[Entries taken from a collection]
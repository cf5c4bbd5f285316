//! One editable row of the metadata definition table.
//!
//! The row is fully controlled by its parent: it renders the `column` it is
//! given and, on every input, emits `(idx, replacement)` through `update_col`
//! where `replacement` is the previous column with one field changed. It never
//! emits partial patches and keeps no state of its own.

use std::rc::Rc;

use web_sys::{HtmlInputElement, HtmlSelectElement};
use yew::prelude::*;

use common::model::column::{Column, ColumnType, SearchSetting};

use super::headers::FormHeader;
use super::styles::{FLEX_ROW, FLEX_TABLE, FORM_CONTROL, HELP_TEXT};

#[derive(Properties, PartialEq)]
pub struct MetaRowFormProps {
    pub idx: usize,
    pub column: Rc<Column>,
    pub update_col: Callback<(usize, Column)>,
    pub form_headers: &'static [FormHeader],
}

pub struct MetaRowForm;

impl Component for MetaRowForm {
    type Message = ();
    type Properties = MetaRowFormProps;

    fn create(_ctx: &Context<Self>) -> Self {
        MetaRowForm
    }

    fn view(&self, ctx: &Context<Self>) -> Html {
        let props = ctx.props();
        let column = &props.column;

        let on_provided_name = edit_callback(props, |e: InputEvent, col| {
            col.provided_name = e.target_unchecked_into::<HtmlInputElement>().value();
        });
        let on_column_type = edit_callback(props, |e: Event, col| {
            let key = e.target_unchecked_into::<HtmlSelectElement>().value();
            if let Some(column_type) = ColumnType::from_key(&key) {
                col.column_type = column_type;
            }
        });
        let on_max_length = edit_callback(props, |e: InputEvent, col| {
            col.max_length = e.target_unchecked_into::<HtmlInputElement>().value();
        });
        let on_date_format = edit_callback(props, |e: InputEvent, col| {
            col.date_format = e.target_unchecked_into::<HtmlInputElement>().value();
        });
        let on_nullable = edit_callback(props, |e: Event, col| {
            col.nullable = e.target_unchecked_into::<HtmlInputElement>().checked();
        });
        let on_search = edit_callback(props, |e: Event, col| {
            let key = e.target_unchecked_into::<HtmlSelectElement>().value();
            if let Some(search) = SearchSetting::from_key(&key) {
                col.search = search;
            }
        });

        let length_hint = match column.length() {
            Ok(_) => html! {},
            Err(_) => html! { <span class="helpText" style={HELP_TEXT}>{"Formato: N o N,M"}</span> },
        };

        html! {
            <div class="meta-row" style={FLEX_TABLE}>
                <div class="text" style={format!("{} display: flex; align-items: center;", FLEX_ROW)}>
                    { label(props, 0) }
                    { column.column_name.clone() }
                </div>
                <div style={FLEX_ROW}>
                    { label(props, 1) }
                    <input
                        class="form"
                        style={FORM_CONTROL}
                        type="text"
                        value={column.provided_name.clone()}
                        oninput={on_provided_name}
                    />
                </div>
                <div style={FLEX_ROW}>
                    { label(props, 2) }
                    <select class="form" style={FORM_CONTROL} onchange={on_column_type}>
                        { for ColumnType::ALL.iter().map(|t| html! {
                            <option value={t.key()} selected={*t == column.column_type}>{ t.label() }</option>
                        }) }
                    </select>
                </div>
                <div style={FLEX_ROW}>
                    { label(props, 3) }
                    <input
                        class="form"
                        style={FORM_CONTROL}
                        type="text"
                        placeholder="10 / 10,2"
                        value={column.max_length.clone()}
                        oninput={on_max_length}
                    />
                    { length_hint }
                </div>
                <div style={FLEX_ROW}>
                    { label(props, 4) }
                    <input
                        class="form"
                        style={FORM_CONTROL}
                        type="text"
                        placeholder="yyyy-MM-dd"
                        disabled={!column.uses_date_format()}
                        value={column.date_format.clone()}
                        oninput={on_date_format}
                    />
                </div>
                <div style={FLEX_ROW}>
                    { label(props, 5) }
                    <input type="checkbox" checked={column.nullable} onchange={on_nullable} />
                </div>
                <div class="last" style={FLEX_ROW}>
                    { label(props, 6) }
                    <select class="form" style={FORM_CONTROL} onchange={on_search}>
                        { for SearchSetting::ALL.iter().map(|s| html! {
                            <option value={s.key()} selected={*s == column.search}>{ s.label() }</option>
                        }) }
                    </select>
                </div>
            </div>
        }
    }
}

/// Builds a callback that copies the current column, lets `edit` change it
/// from the event and reports the whole replacement for this row.
fn edit_callback<E, F>(props: &MetaRowFormProps, edit: F) -> Callback<E>
where
    E: 'static,
    F: Fn(E, &mut Column) + 'static,
{
    let idx = props.idx;
    let column = props.column.clone();
    let update_col = props.update_col.clone();
    Callback::from(move |event: E| {
        let mut next = Column::clone(&column);
        edit(event, &mut next);
        update_col.emit((idx, next));
    })
}

/// Field label used when cells wrap on narrow screens; hidden otherwise.
fn label(props: &MetaRowFormProps, cell: usize) -> Html {
    match props.form_headers.get(cell) {
        Some(header) => html! { <label class="label" style="display: none;">{ header.name }</label> },
        None => html! {},
    }
}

→ **ACTIVITY**: Output every entry exactly as given.

→ **RESPONSE**:
repository cf5c4bbd5f285316
//! One editable row of the metadata definition table.
//!
//! The row is fully controlled by its parent: it renders the `column` it is
//! given and, on every input, emits `(idx, replacement)` through `update_col`
//! where `replacement` is the previous column with one field changed. It never
//! emits partial patches and keeps no state of its own.

use std::rc::Rc;

use web_sys::{HtmlInputElement, HtmlSelectElement};
use yew::prelude::*;

use common::model::column::{Column, ColumnType, SearchSetting};

use super::headers::FormHeader;
use super::styles::{FLEX_ROW, FLEX_TABLE, FORM_CONTROL, HELP_TEXT};

#[derive(Properties, PartialEq)]
pub struct MetaRowFormProps {
    pub idx: usize,
    pub column: Rc<Column>,
    pub update_col: Callback<(usize, Column)>,
    pub form_headers: &'static [FormHeader],
}

pub struct MetaRowForm;

impl Component for MetaRowForm {
    type Message = ();
    type Properties = MetaRowFormProps;

    fn create(_ctx: &Context<Self>) -> Self {
        MetaRowForm
    }

    fn view(&self, ctx: &Context<Self>) -> Html {
        let props = ctx.props();
        let column = &props.column;

        let on_provided_name = edit_callback(props, |e: InputEvent, col| {
            col.provided_name = e.target_unchecked_into::<HtmlInputElement>().value();
        });
        let on_column_type = edit_callback(props, |e: Event, col| {
            let key = e.target_unchecked_into::<HtmlSelectElement>().value();
            if let Some(column_type) = ColumnType::from_key(&key) {
                col.column_type = column_type;
            }
        });
        let on_max_length = edit_callback(props, |e: InputEvent, col| {
            col.max_length = e.target_unchecked_into::<HtmlInputElement>().value();
        });
        let on_date_format = edit_callback(props, |e: InputEvent, col| {
            col.date_format = e.target_unchecked_into::<HtmlInputElement>().value();
        });
        let on_nullable = edit_callback(props, |e: Event, col| {
            col.nullable = e.target_unchecked_into::<HtmlInputElement>().checked();
        });
        let on_search = edit_callback(props, |e: Event, col| {
            let key = e.target_unchecked_into::<HtmlSelectElement>().value();
            if let Some(search) = SearchSetting::from_key(&key) {
                col.search = search;
            }
        });

        let length_hint = match column.length() {
            Ok(_) => html! {},
            Err(_) => html! { <span class="helpText" style={HELP_TEXT}>{"Formato: N o N,M"}</span> },
        };

        html! {
            <div class="meta-row" style={FLEX_TABLE}>
                <div class="text" style={format!("{} display: flex; align-items: center;", FLEX_ROW)}>
                    { label(props, 0) }
                    { column.column_name.clone() }
                </div>
                <div style={FLEX_ROW}>
                    { label(props, 1) }
                    <input
                        class="form"
                        style={FORM_CONTROL}
                        type="text"
                        value={column.provided_name.clone()}
                        oninput={on_provided_name}
                    />
                </div>
                <div style={FLEX_ROW}>
                    { label(props, 2) }
                    <select class="form" style={FORM_CONTROL} onchange={on_column_type}>
                        { for ColumnType::ALL.iter().map(|t| html! {
                            <option value={t.key()} selected={*t == column.column_type}>{ t.label() }</option>
                        }) }
                    </select>
                </div>
                <div style={FLEX_ROW}>
                    { label(props, 3) }
                    <input
                        class="form"
                        style={FORM_CONTROL}
                        type="text"
                        placeholder="10 / 10,2"
                        value={column.max_length.clone()}
                        oninput={on_max_length}
                    />
                    { length_hint }
                </div>
                <div style={FLEX_ROW}>
                    { label(props, 4) }
                    <input
                        class="form"
                        style={FORM_CONTROL}
                        type="text"
                        placeholder="yyyy-MM-dd"
                        disabled={!column.uses_date_format()}
                        value={column.date_format.clone()}
                        oninput={on_date_format}
                    />
                </div>
                <div style={FLEX_ROW}>
                    { label(props, 5) }
                    <input type="checkbox" checked={column.nullable} onchange={on_nullable} />
                </div>
                <div class="last" style={FLEX_ROW}>
                    { label(props, 6) }
                    <select class="form" style={FORM_CONTROL} onchange={on_search}>
                        { for SearchSetting::ALL.iter().map(|s| html! {
                            <option value={s.key()} selected={*s == column.search}>{ s.label() }</option>
                        }) }
                    </select>
                </div>
            </div>
        }
    }
}

/// Builds a callback that copies the current column, lets `edit` change it
/// from the event and reports the whole replacement for this row.
fn edit_callback<E, F>(props: &MetaRowFormProps, edit: F) -> Callback<E>
where
    E: 'static,
    F: Fn(E, &mut Column) + 'static,
{
    let idx = props.idx;
    let column = props.column.clone();
    let update_col = props.update_col.clone();
    Callback::from(move |event: E| {
        let mut next = Column::clone(&column);
        edit(event, &mut next);
        update_col.emit((idx, next));
    })
}

/// Field label used when cells wrap on narrow screens; hidden otherwise.
fn label(props: &MetaRowFormProps, cell: usize) -> Html {
    match props.form_headers.get(cell) {
        Some(header) => html! { <label class="label" style="display: none;">{ header.name }</label> },
        None => html! {},
    }
}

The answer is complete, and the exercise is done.